Hacker News new | ask | show | jobs
by Sven7 4787 days ago
Your comment highlights the problem. When people think search they think Google. Search is bigger than that and Google is in a way through its success and utility, limiting people's imagination when they think about search.

Just look at their menu bar...images, videos, flights, blogs, shopping, books, patents, apps.

Is that it?

Not to mention random. So we just sit around waiting for some benevolent god in Mountain View to say, you know what now let the mortals have...recipes.

If they want to expand that list to the infinite domains it should be covering, it is never going to happen with the resources they have. They need to open the index to tap into its full potential.

1 comments

I doubt any "index" exists in the way the words indicates. It's likely highly custom for how it's accessed. What would an API for that look like? Do you want to just be able to do random regexes (that would be awesome...I miss code search)? Do you just want a disk sitting somewhere with all the internet on it so that you can run custom programs on it?
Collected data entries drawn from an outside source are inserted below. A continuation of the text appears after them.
//! The storage-read capability consumed by the engine.
//!
//! Report generation issues one read per required time range through
//! [`AttendanceStore`]; static employee and branch lists come from the
//! same seam. The engine performs no retries: a read failure is terminal
//! for the invocation and propagates unmodified.

mod memory;

pub use memory::MemoryStore;

use crate::calculation::MonthSpan;
use crate::error::EngineResult;
use crate::models::{AttendanceRecord, Branch, Employee};

/// Read access to attendance rows and the static lookup lists.
pub trait AttendanceStore: Send + Sync {
    /// Fetches attendance rows within the month's inclusive bounds.
    ///
    /// Rows are returned ordered by date descending; the ordering serves
    /// display elsewhere and is not semantically significant to
    /// aggregation. Passing an employee id restricts the read to that
    /// employee's rows.
    ///
    /// # Errors
    ///
    /// [`EngineError::Storage`](crate::error::EngineError::Storage) on any
    /// read failure.
    fn fetch_attendance(
        &self,
        employee_id: Option<&str>,
        span: &MonthSpan,
    ) -> EngineResult<Vec<AttendanceRecord>>;

    /// Fetches the employee list, optionally restricted to one branch.
    fn fetch_employees(&self, branch_id: Option<&str>) -> EngineResult<Vec<Employee>>;

    /// Fetches the branch list.
    fn fetch_branches(&self) -> EngineResult<Vec<Branch>>;
}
Identifying what a recipe looks like and then providing a search interface that can figure out which of the millions of variations of some soup recipe is what a person is looking for and is more authoritative than others (and not some blog spam with minor (but random) alterations, or written by an amateur with no business in the kitchen) is a hard problem. Crawling isn't really the hard part. It takes a lot of hardware and time, but then you have all this data...that's when the hard part starts.

I'm interested in what others think a useful "index" API would look like, though.

If you just want a disk sitting around with the Internet on it, check out Common Crawl (http://commoncrawl.org/).